* SUPPLIED DATA *
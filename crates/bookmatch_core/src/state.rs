use crate::view_model::DiscoverView;
use crate::{Book, Decision, Direction, SwipeDeck, SwipeSettings};

/// Identifies one stack request. Only the most recent request may populate
/// the deck.
pub type LoadToken = u64;

#[derive(Debug, Clone, PartialEq, Eq, Default)]
pub enum LoadPhase {
    #[default]
    Idle,
    Loading,
    Ready,
    Failed(String),
}

/// State of the discover page: load lifecycle around a [`SwipeDeck`].
#[derive(Debug, Clone, PartialEq, Default)]
pub struct DiscoverPage {
    settings: SwipeSettings,
    phase: LoadPhase,
    deck: SwipeDeck,
    last_token: LoadToken,
    pending: Option<LoadToken>,
    mounted: bool,
    dirty: bool,
}

impl DiscoverPage {
    pub fn new() -> Self {
        Self::default()
    }

    pub fn with_settings(settings: SwipeSettings) -> Self {
        Self {
            settings,
            ..Self::default()
        }
    }

    pub fn settings(&self) -> &SwipeSettings {
        &self.settings
    }

    pub fn phase(&self) -> &LoadPhase {
        &self.phase
    }

    pub fn deck(&self) -> &SwipeDeck {
        &self.deck
    }

    pub fn is_mounted(&self) -> bool {
        self.mounted
    }

    pub fn pending_token(&self) -> Option<LoadToken> {
        self.pending
    }

    pub fn view(&self) -> DiscoverView {
        let window = self
            .deck
            .current_window(self.settings.window_size)
            .into_iter()
            .cloned()
            .collect();
        let liked_count = self.deck.liked().len();
        DiscoverView {
            phase: self.phase.clone(),
            window,
            selected_genres: self.deck.selected_genres().iter().cloned().collect(),
            show_clear: !self.deck.selected_genres().is_empty(),
            liked_count,
            subtitle: format!("{liked_count} books in your library"),
            exhausted: self.phase == LoadPhase::Ready && self.deck.is_exhausted(),
            dirty: self.dirty,
        }
    }

    /// Returns whether anything changed since the last call, and clears the flag.
    pub fn consume_dirty(&mut self) -> bool {
        std::mem::take(&mut self.dirty)
    }

    pub(crate) fn mark_dirty(&mut self) {
        self.dirty = true;
    }

    pub(crate) fn mount(&mut self) {
        self.mounted = true;
    }

    pub(crate) fn unmount(&mut self) {
        self.mounted = false;
        self.pending = None;
        if self.phase == LoadPhase::Loading {
            self.phase = LoadPhase::Idle;
        }
    }

    /// Starts a new load and returns its token. A previous in-flight request is
    /// not cancelled; its answer will simply be ignored.
    pub(crate) fn begin_load(&mut self) -> LoadToken {
        self.last_token += 1;
        self.pending = Some(self.last_token);
        self.phase = LoadPhase::Loading;
        self.mark_dirty();
        self.last_token
    }

    pub(crate) fn accepts(&self, token: LoadToken) -> bool {
        self.mounted && self.pending == Some(token)
    }

    pub(crate) fn finish_load(&mut self, books: Vec<Book>) {
        self.pending = None;
        self.deck.initialize(books);
        self.phase = LoadPhase::Ready;
        self.mark_dirty();
    }

    pub(crate) fn fail_load(&mut self, message: String) {
        self.pending = None;
        self.phase = LoadPhase::Failed(message);
        self.mark_dirty();
    }

    pub(crate) fn toggle_genre(&mut self, genre: &str) {
        self.deck.toggle_genre(genre);
        self.mark_dirty();
    }

    pub(crate) fn clear_genres(&mut self) {
        if self.deck.selected_genres().is_empty() && self.deck.cursor() == 0 {
            return;
        }
        self.deck.clear_genres();
        self.mark_dirty();
    }

    pub(crate) fn decide(&mut self, direction: Direction) -> Option<Decision> {
        if self.phase != LoadPhase::Ready {
            return None;
        }
        let decision = self.deck.decide(direction)?;
        self.mark_dirty();
        Some(decision)
    }
}
//! BookMatch core: data model, swipe deck and the pure discover-page state machine.
mod deck;
mod effect;
mod library;
mod model;
mod msg;
mod profile;
mod social;
mod state;
mod update;
mod view_model;

pub use deck::{
    classify_drag, Decision, Direction, LikedBook, SwipeDeck, SwipeSettings,
    DEFAULT_DRAG_THRESHOLD, DEFAULT_STACK_SIZE, DEFAULT_WINDOW_SIZE,
};
pub use effect::{Effect, Notice, NoticeLevel};
pub use library::{GoalProgress, LibraryView, ReadingStats};
pub use model::{
    books_by_id, Book, BookId, BookPatch, EntityId, Match, MatchId, MatchPatch, User, UserId,
    UserPatch,
};
pub use msg::Msg;
pub use profile::{visible_genres, ProfileError, ProfileForm, ALL_GENRES, COLLAPSED_GENRE_COUNT};
pub use social::{
    match_summaries, matches_subtitle, user_matches, ChatMessage, ChatView, MatchSummary,
};
pub use state::{DiscoverPage, LoadPhase, LoadToken};
pub use update::update;
pub use view_model::DiscoverView;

* TASK *
Exactly the lines between the one containing "mod profile;" and the end of the material, both ends included, must be retyped, with nothing added.

* WRITTEN RESPONSE *
mod profile;
mod social;
mod state;
mod update;
mod view_model;

pub use deck::{
    classify_drag, Decision, Direction, LikedBook, SwipeDeck, SwipeSettings,
    DEFAULT_DRAG_THRESHOLD, DEFAULT_STACK_SIZE, DEFAULT_WINDOW_SIZE,
};
pub use effect::{Effect, Notice, NoticeLevel};
pub use library::{GoalProgress, LibraryView, ReadingStats};
pub use model::{
    books_by_id, Book, BookId, BookPatch, EntityId, Match, MatchId, MatchPatch, User, UserId,
    UserPatch,
};
pub use msg::Msg;
pub use profile::{visible_genres, ProfileError, ProfileForm, ALL_GENRES, COLLAPSED_GENRE_COUNT};
pub use social::{
    match_summaries, matches_subtitle, user_matches, ChatMessage, ChatView, MatchSummary,
};
pub use state::{DiscoverPage, LoadPhase, LoadToken};
pub use update::update;
pub use view_model::DiscoverView;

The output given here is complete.